Stored items from a collection
───
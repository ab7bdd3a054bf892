use crate::domain::{Alert, Camera, Incident};
use crate::generator::policy::{INCIDENT_STATUS_POLICY, SEVERITY_POLICY};
use chrono::{DateTime, Duration, Utc};
use rand::Rng;

pub const DESCRIPTIONS: [&str; 10] = [
    "Suspicious item concealment detected near shelving unit",
    "Unauthorized access to restricted area",
    "Potential shoplifting — item removed from display without scanning",
    "Loitering detected in high-value merchandise zone",
    "Tag removal attempt detected",
    "Bag stuffing behavior identified",
    "Unusual movement pattern near emergency exit",
    "Cash register tampering detected",
    "After-hours motion detected in closed section",
    "Multiple items concealed in clothing",
];

pub const ALERT_LIMIT: usize = 20;
pub const THUMBNAIL_PLACEHOLDER: &str = "/placeholder.svg";

const FIRST_INCIDENT_NUMBER: usize = 2_024_001;
const MAX_AGE_MS: f64 = 72.0 * 3_600_000.0;

pub fn incident_id(index: usize) -> String {
    format!("INC-{:07}", FIRST_INCIDENT_NUMBER + index)
}

/// Builds `count` incidents against cameras sampled uniformly from `cameras`,
/// each aged up to 72 hours, returned newest first.
///
/// Severity and review status come from independent position policies applied
/// before the sort. An empty roster yields no incidents.
pub fn generate_incidents<R: Rng>(
    count: usize,
    cameras: &[Camera],
    rng: &mut R,
    now: DateTime<Utc>,
) -> Vec<Incident> {
    if cameras.is_empty() {
        return Vec::new();
    }

    let mut incidents: Vec<Incident> = (0..count)
        .map(|index| {
            let camera = &cameras[rng.gen_range(0..cameras.len())];
            let age_ms = rng.gen_range(0.0..MAX_AGE_MS) as i64;
            let confidence = rng.gen_range(75..=99);

            Incident {
                id: incident_id(index),
                camera_id: camera.id.clone(),
                camera_name: camera.name.clone(),
                location: camera.location.clone(),
                timestamp: now - Duration::milliseconds(age_ms),
                severity: SEVERITY_POLICY.assign(index),
                status: INCIDENT_STATUS_POLICY.assign(index),
                description: DESCRIPTIONS[index % DESCRIPTIONS.len()].to_string(),
                thumbnail_url: THUMBNAIL_PLACEHOLDER.to_string(),
                confidence,
            }
        })
        .collect();

    incidents.sort_by(|a, b| b.timestamp.cmp(&a.timestamp));
    incidents
}

/// Projects the first `ALERT_LIMIT` incidents of a newest-first sequence.
pub fn derive_alerts(incidents: &[Incident]) -> Vec<Alert> {
    derive_alerts_with_limit(incidents, ALERT_LIMIT)
}

pub fn derive_alerts_with_limit(incidents: &[Incident], limit: usize) -> Vec<Alert> {
    incidents
        .iter()
        .take(limit)
        .enumerate()
        .map(|(position, incident)| Alert::from_incident(position, incident))
        .collect()
}
use crate::controller::query::{next_number, Choice, Selection, TextQuery};
use crate::domain::{Role, User, UserInvite, UserStatus};
use crate::generator::users::user_id;
use crate::prelude::{CoreError, CoreResult, RecordFilter};
use crate::telemetry::LogManager;
use chrono::Utc;

#[derive(Debug, Clone, Default, PartialEq)]
pub struct UserFilter {
    pub query: TextQuery,
    pub role: Choice<Role>,
    pub status: Choice<UserStatus>,
}

impl RecordFilter<User> for UserFilter {
    fn matches(&self, user: &User) -> bool {
        self.query
            .matches_any([user.name.as_str(), user.email.as_str()])
            && self.role.admits(&user.role)
            && self.status.admits(&user.status)
    }
}

/// State behind the user administration screen. Invitations are kept in this
/// directory's copy only.
pub struct UserDirectory {
    users: Vec<User>,
    filter: UserFilter,
    selected: Selection,
    logger: LogManager,
}

impl UserDirectory {
    pub fn new(users: Vec<User>) -> Self {
        Self {
            users,
            filter: UserFilter::default(),
            selected: Selection::default(),
            logger: LogManager::new("users"),
        }
    }

    pub fn search(&mut self, text: &str) {
        self.filter.query = TextQuery::new(text);
    }

    pub fn set_role(&mut self, role: Choice<Role>) {
        self.filter.role = role;
    }

    pub fn set_status(&mut self, status: Choice<UserStatus>) {
        self.filter.status = status;
    }

    pub fn filter(&self) -> &UserFilter {
        &self.filter
    }

    pub fn records(&self) -> &[User] {
        &self.users
    }

    pub fn registered_count(&self) -> usize {
        self.users.len()
    }

    pub fn visible(&self) -> Vec<&User> {
        self.filter.apply(&self.users)
    }

    pub fn user(&self, id: &str) -> Option<&User> {
        self.users.iter().find(|user| user.id == id)
    }

    pub fn toggle_selected(&mut self, id: &str) -> Option<&User> {
        self.user(id)?;
        let selected = self.selected.toggle(id).map(str::to_string);
        selected.and_then(|id| self.user(&id))
    }

    pub fn selected(&self) -> Option<&User> {
        self.selected.id().and_then(|id| self.user(id))
    }

    /// Adds an active account that has not logged in yet.
    pub fn invite(&mut self, invite: UserInvite) -> CoreResult<&User> {
        let name = invite.name.trim();
        let email = invite.email.trim().to_lowercase();

        if name.is_empty() {
            self.logger.reject("invitation without a name");
            return Err(CoreError::InvalidInput("name is required".into()));
        }
        if !email.contains('@') {
            self.logger.reject(&format!("malformed email {}", email));
            return Err(CoreError::InvalidInput(format!("invalid email: {}", email)));
        }
        if self.users.iter().any(|user| user.email.eq_ignore_ascii_case(&email)) {
            self.logger.reject(&format!("duplicate email {}", email));
            return Err(CoreError::InvalidInput(format!(
                "email already registered: {}",
                email
            )));
        }

        let number = next_number(self.users.iter().map(|user| user.id.as_str()), "user-");
        let user = User {
            id: user_id(number),
            name: name.to_string(),
            email,
            role: invite.role,
            status: UserStatus::Active,
            last_login: None,
            created_at: Utc::now(),
        };
        self.logger
            .record(&format!("{} invited as {}", user.email, user.role));
        self.users.push(user);
        Ok(&self.users[self.users.len() - 1])
    }
}
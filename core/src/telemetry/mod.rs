pub mod log;
pub mod metrics;

pub use self::log::LogManager;
pub use metrics::{MetricsRecorder, RouteCounters};
use chrono::{DateTime, Utc};
use eyeguardcore::domain::{Alert, Camera, DashboardStats, Incident, SystemHealth};
use eyeguardcore::Store;
use serde::{Deserialize, Serialize};

pub const RECENT_INCIDENT_LIMIT: usize = 5;
pub const CAMERA_PREVIEW_LIMIT: usize = 15;

/// Everything the dashboard screen renders, in the shape the front-end reads.
#[derive(Debug, Clone, Serialize, Deserialize, Default)]
#[serde(rename_all = "camelCase")]
pub struct DashboardModel {
    pub stats: DashboardStats,
    pub alerts: Vec<Alert>,
    pub recent_incidents: Vec<Incident>,
    pub camera_preview: Vec<Camera>,
    pub health: SystemHealth,
    pub generated_at: Option<DateTime<Utc>>,
}

impl DashboardModel {
    pub fn from_store(store: &Store) -> Self {
        Self {
            stats: store.dashboard_stats(),
            alerts: store.alerts().to_vec(),
            recent_incidents: store.recent_incidents(RECENT_INCIDENT_LIMIT).to_vec(),
            camera_preview: store.camera_preview(CAMERA_PREVIEW_LIMIT).to_vec(),
            health: store.health().clone(),
            generated_at: Some(store.generated_at()),
        }
    }
}
pub mod cameras;
pub mod incidents;
pub mod query;
pub mod users;

pub use cameras::{CameraFilter, CameraRoster};
pub use incidents::{IncidentFilter, IncidentLog};
pub use query::{Choice, Selection, TextQuery};
pub use users::{UserDirectory, UserFilter};
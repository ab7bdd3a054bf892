use crate::aggregate::compute_dashboard_stats;
use crate::controller::{CameraRoster, IncidentLog, UserDirectory};
use crate::domain::{Alert, Camera, DashboardStats, Incident, SystemHealth, User};
use crate::generator::{
    derive_alerts_with_limit, generate_cameras, generate_incidents, generate_users,
};
use crate::prelude::SessionConfig;
use crate::telemetry::LogManager;
use chrono::{DateTime, Local, TimeZone, Utc};
use rand::Rng;

/// Collections for one console session, generated once at construction.
///
/// Screens read from the store through the controller constructors, each of
/// which works on a copy; nothing a screen does is written back here.
#[derive(Debug, Clone)]
pub struct Store {
    config: SessionConfig,
    generated_at: DateTime<Utc>,
    cameras: Vec<Camera>,
    incidents: Vec<Incident>,
    alerts: Vec<Alert>,
    users: Vec<User>,
    health: SystemHealth,
}

impl Store {
    pub fn generate<R: Rng>(config: &SessionConfig, rng: &mut R, now: DateTime<Utc>) -> Self {
        let logger = LogManager::new("store");
        let cameras = generate_cameras(config.camera_count, rng, now);
        let incidents = generate_incidents(config.incident_count, &cameras, rng, now);
        let alerts = derive_alerts_with_limit(&incidents, config.alert_limit);
        let users = generate_users(
            config.user_names.as_slice(),
            &config.email_domain,
            rng,
            now,
        );

        if cameras.is_empty() && config.incident_count > 0 {
            logger.reject("no cameras configured; incident log left empty");
        }
        logger.record(&format!(
            "session generated: {} cameras, {} incidents, {} alerts, {} users",
            cameras.len(),
            incidents.len(),
            alerts.len(),
            users.len()
        ));

        Self {
            config: config.clone(),
            generated_at: now,
            cameras,
            incidents,
            alerts,
            users,
            health: SystemHealth::snapshot(),
        }
    }

    pub fn config(&self) -> &SessionConfig {
        &self.config
    }

    pub fn generated_at(&self) -> DateTime<Utc> {
        self.generated_at
    }

    pub fn cameras(&self) -> &[Camera] {
        &self.cameras
    }

    /// Incidents, newest first.
    pub fn incidents(&self) -> &[Incident] {
        &self.incidents
    }

    pub fn alerts(&self) -> &[Alert] {
        &self.alerts
    }

    pub fn users(&self) -> &[User] {
        &self.users
    }

    pub fn health(&self) -> &SystemHealth {
        &self.health
    }

    pub fn camera(&self, id: &str) -> Option<&Camera> {
        self.cameras.iter().find(|camera| camera.id == id)
    }

    pub fn incident(&self, id: &str) -> Option<&Incident> {
        self.incidents.iter().find(|incident| incident.id == id)
    }

    pub fn user(&self, id: &str) -> Option<&User> {
        self.users.iter().find(|user| user.id == id)
    }

    pub fn recent_incidents(&self, limit: usize) -> &[Incident] {
        &self.incidents[..limit.min(self.incidents.len())]
    }

    pub fn camera_preview(&self, limit: usize) -> &[Camera] {
        &self.cameras[..limit.min(self.cameras.len())]
    }

    /// Stat cards as of the local wall clock.
    pub fn dashboard_stats(&self) -> DashboardStats {
        self.dashboard_stats_at(&Local::now())
    }

    pub fn dashboard_stats_at<Tz: TimeZone>(&self, now: &DateTime<Tz>) -> DashboardStats {
        compute_dashboard_stats(
            &self.cameras,
            &self.incidents,
            now,
            self.config.incidents_today_fallback,
        )
    }

    pub fn incident_log(&self) -> IncidentLog {
        IncidentLog::new(self.incidents.clone())
    }

    pub fn camera_roster(&self) -> CameraRoster {
        CameraRoster::new(self.cameras.clone())
    }

    pub fn user_directory(&self) -> UserDirectory {
        UserDirectory::new(self.users.clone())
    }
}
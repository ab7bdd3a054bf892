use log::{info, warn};

/// Scoped logger used by the store and the listing controllers.
#[derive(Debug, Clone, Copy)]
pub struct LogManager {
    scope: &'static str,
}

impl LogManager {
    pub fn new(scope: &'static str) -> Self {
        Self { scope }
    }

    pub fn record(&self, message: &str) {
        info!("[{}] {}", self.scope, message);
    }

    pub fn reject(&self, message: &str) {
        warn!("[{}] {}", self.scope, message);
    }

    pub fn scope(&self) -> &'static str {
        self.scope
    }
}

impl Default for LogManager {
    fn default() -> Self {
        Self::new("console")
    }
}
impl GuiBridge {
    pub fn new(store: Store) -> Self {
        Self {
            session: Arc::new(RwLock::new(Session::new(store))),
            metrics: Arc::new(MetricsRecorder::new()),
        }
    }

    fn session(&self) -> RwLockReadGuard<'_, Session> {
        self.session.read().unwrap_or_else(PoisonError::into_inner)
    }

    fn served<T: Serialize>(&self, route: &str, body: &T) -> Response {
        self.metrics.record_served(route);
        respond(body, StatusCode::OK)
    }

    fn missed(&self, route: &str, status: StatusCode, message: String) -> Response {
        self.metrics.record_miss(route);
        warn!("[bridge] {} -> {}: {}", route, status.as_u16(), message);
        respond(&json!({ "error": message }), status)
    }

    fn dashboard(&self) -> Response {
        self.served("dashboard", &self.session().model)
    }

    fn incidents(&self, query: IncidentQuery) -> Response {
        let filter = match query.to_filter() {
            Ok(filter) => filter,
            Err(err) => return self.missed("incidents", StatusCode::BAD_REQUEST, err.to_string()),
        };
        let mut log = self.session().store.incident_log();
        log.set_filter(filter);
        self.served("incidents", &log.visible())
    }

    fn incident(&self, id: String) -> Response {
        let session = self.session();
        match session.store.incident(&id) {
            Some(incident) => self.served("incident", incident),
            None => self.missed(
                "incident",
                StatusCode::NOT_FOUND,
                format!("incident {} not found", id),
            ),
        }
    }

    fn cameras(&self, query: CameraQuery) -> Response {
        let filter = match query.to_filter() {
            Ok(filter) => filter,
            Err(err) => return self.missed("cameras", StatusCode::BAD_REQUEST, err.to_string()),
        };
        let mut roster = self.session().store.camera_roster();
        roster.search(filter.query.as_str());
        roster.set_status(filter.status);
        self.served("cameras", &roster.visible())
    }

    fn users(&self, query: UserQuery) -> Response {
        let filter = match query.to_filter() {
            Ok(filter) => filter,
            Err(err) => return self.missed("users", StatusCode::BAD_REQUEST, err.to_string()),
        };
        let mut directory = self.session().store.user_directory();
        directory.search(filter.query.as_str());
        directory.set_role(filter.role);
        directory.set_status(filter.status);
        self.served("users", &directory.visible())
    }

    fn alerts(&self) -> Response {
        self.served("alerts", &self.session().store.alerts())
    }

    fn models(&self) -> Response {
        let models: Vec<_> = DetectionModel::ALL
            .iter()
            .map(|model| {
                json!({
                    "id": model.as_str(),
                    "label": model.label(),
                    "endpoint": model.endpoint(),
                })
            })
            .collect();
        self.served("models", &models)
    }

    fn health(&self) -> Response {
        let body = json!({
            "system": self.session().store.health(),
            "routes": self.metrics.snapshot(),
        });
        self.served("health", &body)
    }

    /// Accepts any credentials; the console has no authentication.
    fn login(&self, request: LoginRequest) -> Response {
        info!("[bridge] sign-in for {}", request.email);
        self.served("login", &json!({ "status": "ok", "redirect": "/dashboard" }))
    }

    /// Regenerates the session and returns the new dashboard.
    fn regenerate(&self, config: SessionConfig) -> Response {
        match build_store_from_config(&config) {
            Ok(store) => {
                let session = Session::new(store);
                let model = session.model.clone();
                *self.session.write().unwrap_or_else(PoisonError::into_inner) = session;
                self.served("session", &model)
            }
            Err(err) => self.missed("session", StatusCode::BAD_REQUEST, format!("{:#}", err)),
        }
    }

    pub fn routes(
        &self,
    ) -> impl Filter<Extract = (impl Reply,), Error = Rejection> + Clone + Send + Sync + 'static
    {
        let bridge = self.clone();
        let with_bridge = warp::any().map(move || bridge.clone());

        let dashboard = warp::path!("dashboard")
            .and(warp::get())
            .and(with_bridge.clone())
            .map(|bridge: GuiBridge| bridge.dashboard());

        let incidents = warp::path!("incidents")
            .and(warp::get())
            .and(warp::query::<IncidentQuery>())
            .and(with_bridge.clone())
            .map(|query: IncidentQuery, bridge: GuiBridge| bridge.incidents(query));

        let incident = warp::path!("incidents" / String)
            .and(warp::get())
            .and(with_bridge.clone())
            .map(|id: String, bridge: GuiBridge| bridge.incident(id));

        let cameras = warp::path!("cameras")
            .and(warp::get())
            .and(warp::query::<CameraQuery>())
            .and(with_bridge.clone())
            .map(|query: CameraQuery, bridge: GuiBridge| bridge.cameras(query));

        let users = warp::path!("users")
            .and(warp::get())
            .and(warp::query::<UserQuery>())
            .and(with_bridge.clone())
            .map(|query: UserQuery, bridge: GuiBridge| bridge.users(query));

        let alerts = warp::path!("alerts")
            .and(warp::get())
            .and(with_bridge.clone())
            .map(|bridge: GuiBridge| bridge.alerts());

        let models = warp::path!("models")
            .and(warp::get())
            .and(with_bridge.clone())
            .map(|bridge: GuiBridge| bridge.models());

        let health = warp::path!("health")
            .and(warp::get())
            .and(with_bridge.clone())
            .map(|bridge: GuiBridge| bridge.health());

        let login = warp::path!("login")
            .and(warp::post())
            .and(warp::body::json())
            .and(with_bridge.clone())
            .map(|request: LoginRequest, bridge: GuiBridge| bridge.login(request));

        let session = warp::path!("session")
            .and(warp::post())
            .and(warp::body::json())
            .and(with_bridge)
            .map(|config: SessionConfig, bridge: GuiBridge| bridge.regenerate(config));

        dashboard
            .or(incidents)
            .unify()
            .or(incident)
            .unify()
            .or(cameras)
            .unify()
            .or(users)
            .unify()
            .or(alerts)
            .unify()
            .or(models)
            .unify()
            .or(health)
            .unify()
            .or(login)
            .unify()
            .or(session)
            .unify()
    }

    /// Serves the routes on a background thread with its own runtime.
    pub fn serve(&self, addr: SocketAddr) -> thread::JoinHandle<()> {
        let routes = self.routes();
        thread::spawn(move || {
            let runtime = match Builder::new_current_thread().enable_all().build() {
                Ok(runtime) => runtime,
                Err(err) => {
                    error!("[bridge] failed to build runtime: {}", err);
                    return;
                }
            };
            runtime.block_on(warp::serve(routes).run(addr));
        })
    }

    pub fn publish_status(&self, message: &str) {
        info!("[bridge] {}", message);
    }

    #[cfg(test)]
    pub fn snapshot(&self) -> DashboardModel {
        self.session().model.clone()
    }

    #[cfg(test)]
    pub fn store_snapshot(&self) -> Store {
        self.session().store.clone()
    }

    #[cfg(test)]
    pub fn metrics(&self) -> &MetricsRecorder {
        &self.metrics
    }
}
pub mod profile;
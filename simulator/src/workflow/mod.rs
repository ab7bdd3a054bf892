pub mod config;
pub mod query;
pub mod runner;
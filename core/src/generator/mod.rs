pub mod cameras;
pub mod incidents;
pub mod policy;
pub mod users;

pub use cameras::generate_cameras;
pub use incidents::{derive_alerts, derive_alerts_with_limit, generate_incidents};
pub use policy::BucketPolicy;
pub use users::generate_users;
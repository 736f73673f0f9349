//! SMS delivery through an HTTP SMS endpoint.
//!
//! The endpoint accepts `{ "to", "subject", "message", "type" }` with the
//! same success/failure contract as the email endpoint.

use async_trait::async_trait;
use campusgig_core::notification_type::NotificationType;
use serde::Serialize;

use super::{post_json, ChannelSender, OutboundMessage, SendError};

#[derive(Debug, Serialize)]
struct SmsPayload<'a> {
    to: &'a str,
    subject: &'a str,
    message: &'a str,
    #[serde(rename = "type")]
    notification_type: NotificationType,
}

/// Sends text messages by POSTing to the SMS endpoint.
#[derive(Debug, Clone)]
pub struct HttpSmsSender {
    client: reqwest::Client,
    url: String,
    api_key: Option<String>,
}

impl HttpSmsSender {
    pub fn new(client: reqwest::Client, url: impl Into<String>, api_key: Option<String>) -> Self {
        Self {
            client,
            url: url.into(),
            api_key,
        }
    }
}

#[async_trait]
impl ChannelSender for HttpSmsSender {
    async fn send(&self, message: &OutboundMessage<'_>) -> Result<(), SendError> {
        let payload = SmsPayload {
            to: message.to,
            subject: message.subject,
            message: message.message,
            notification_type: message.notification_type,
        };
        post_json(&self.client, &self.url, self.api_key.as_deref(), &payload).await?;
        tracing::info!(
            notification_type = %message.notification_type,
            "Notification SMS accepted by endpoint"
        );
        Ok(())
    }
}
pub mod ledger;
pub mod settings;
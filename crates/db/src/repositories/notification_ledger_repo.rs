//! Repository for the `notification_ledger` table.

use campusgig_core::dispatch::{STATUS_QUEUED, STATUS_SENT};
use campusgig_core::types::{DbId, UserId};
use sqlx::PgPool;

use crate::models::ledger::{CreateLedgerEntry, LedgerEntry};

/// Column list for `notification_ledger` queries.
const COLUMNS: &str =
    "id, user_id, channel, type, subject, message, meta, status, created_at, updated_at";

/// Audit rows for dispatch attempts. Rows are inserted as `queued` and only
/// ever move to `sent`; nothing here deletes them.
pub struct NotificationLedgerRepo;

impl NotificationLedgerRepo {
    /// Insert a `queued` row and return it with its generated id.
    pub async fn create(
        pool: &PgPool,
        input: &CreateLedgerEntry,
    ) -> Result<LedgerEntry, sqlx::Error> {
        let query = format!(
            "INSERT INTO notification_ledger \
                (user_id, channel, type, subject, message, meta, status) \
             VALUES ($1, $2, $3, $4, $5, $6, $7) \
             RETURNING {COLUMNS}"
        );
        sqlx::query_as::<_, LedgerEntry>(&query)
            .bind(input.user_id)
            .bind(&input.channel)
            .bind(&input.notification_type)
            .bind(&input.subject)
            .bind(&input.message)
            .bind(&input.meta)
            .bind(STATUS_QUEUED)
            .fetch_one(pool)
            .await
    }

    /// Mark a row as sent.
    ///
    /// Returns `true` if a row with that id existed and was updated.
    pub async fn mark_sent(pool: &PgPool, id: DbId) -> Result<bool, sqlx::Error> {
        let result = sqlx::query(
            "UPDATE notification_ledger \
             SET status = $2, updated_at = NOW() \
             WHERE id = $1",
        )
        .bind(id)
        .bind(STATUS_SENT)
        .execute(pool)
        .await?;
        Ok(result.rows_affected() > 0)
    }

    pub async fn find_by_id(pool: &PgPool, id: DbId) -> Result<Option<LedgerEntry>, sqlx::Error> {
        let query = format!("SELECT {COLUMNS} FROM notification_ledger WHERE id = $1");
        sqlx::query_as::<_, LedgerEntry>(&query)
            .bind(id)
            .fetch_optional(pool)
            .await
    }

    /// List a user's ledger rows, newest first.
    pub async fn list_for_user(
        pool: &PgPool,
        user_id: UserId,
        limit: i64,
        offset: i64,
    ) -> Result<Vec<LedgerEntry>, sqlx::Error> {
        let query = format!(
            "SELECT {COLUMNS} FROM notification_ledger \
             WHERE user_id = $1 \
             ORDER BY created_at DESC, id DESC \
             LIMIT $2 OFFSET $3"
        );
        sqlx::query_as::<_, LedgerEntry>(&query)
            .bind(user_id)
            .bind(limit)
            .bind(offset)
            .fetch_all(pool)
            .await
    }
}
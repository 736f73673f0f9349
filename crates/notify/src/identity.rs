//! Current-user identity.

use async_trait::async_trait;
use campusgig_core::types::UserId;

use crate::error::IdentityError;

/// The authenticated user as known to the auth provider.
#[derive(Debug, Clone, PartialEq, Eq)]
pub struct Identity {
    pub user_id: UserId,
    pub email: Option<String>,
}

/// Resolves who "the current user" is for one dispatch.
///
/// `Ok(None)` means nobody is signed in.
#[async_trait]
pub trait IdentityProvider: Send + Sync {
    async fn current_user(&self) -> Result<Option<Identity>, IdentityError>;
}

/// A fixed identity, e.g. one already extracted from a verified token.
#[async_trait]
impl IdentityProvider for Identity {
    async fn current_user(&self) -> Result<Option<Identity>, IdentityError> {
        Ok(Some(self.clone()))
    }
}

/// No signed-in user.
#[derive(Debug, Clone, Copy, Default)]
pub struct Anonymous;

#[async_trait]
impl IdentityProvider for Anonymous {
    async fn current_user(&self) -> Result<Option<Identity>, IdentityError> {
        Ok(None)
    }
}
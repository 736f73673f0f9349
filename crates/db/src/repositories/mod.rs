//! Repository layer: one unit struct per table, async fns taking `&PgPool`.

pub mod notification_ledger_repo;
pub mod user_settings_repo;

pub use notification_ledger_repo::NotificationLedgerRepo;
pub use user_settings_repo::UserSettingsRepo;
───
● ASSIGNED TASK
Look at the records above. Copy every line where the string "timestamp" occurs.

● PROBLEM SOLUTION
                timestamp: now - Duration::milliseconds(age_ms),
    incidents.sort_by(|a, b| b.timestamp.cmp(&a.timestamp));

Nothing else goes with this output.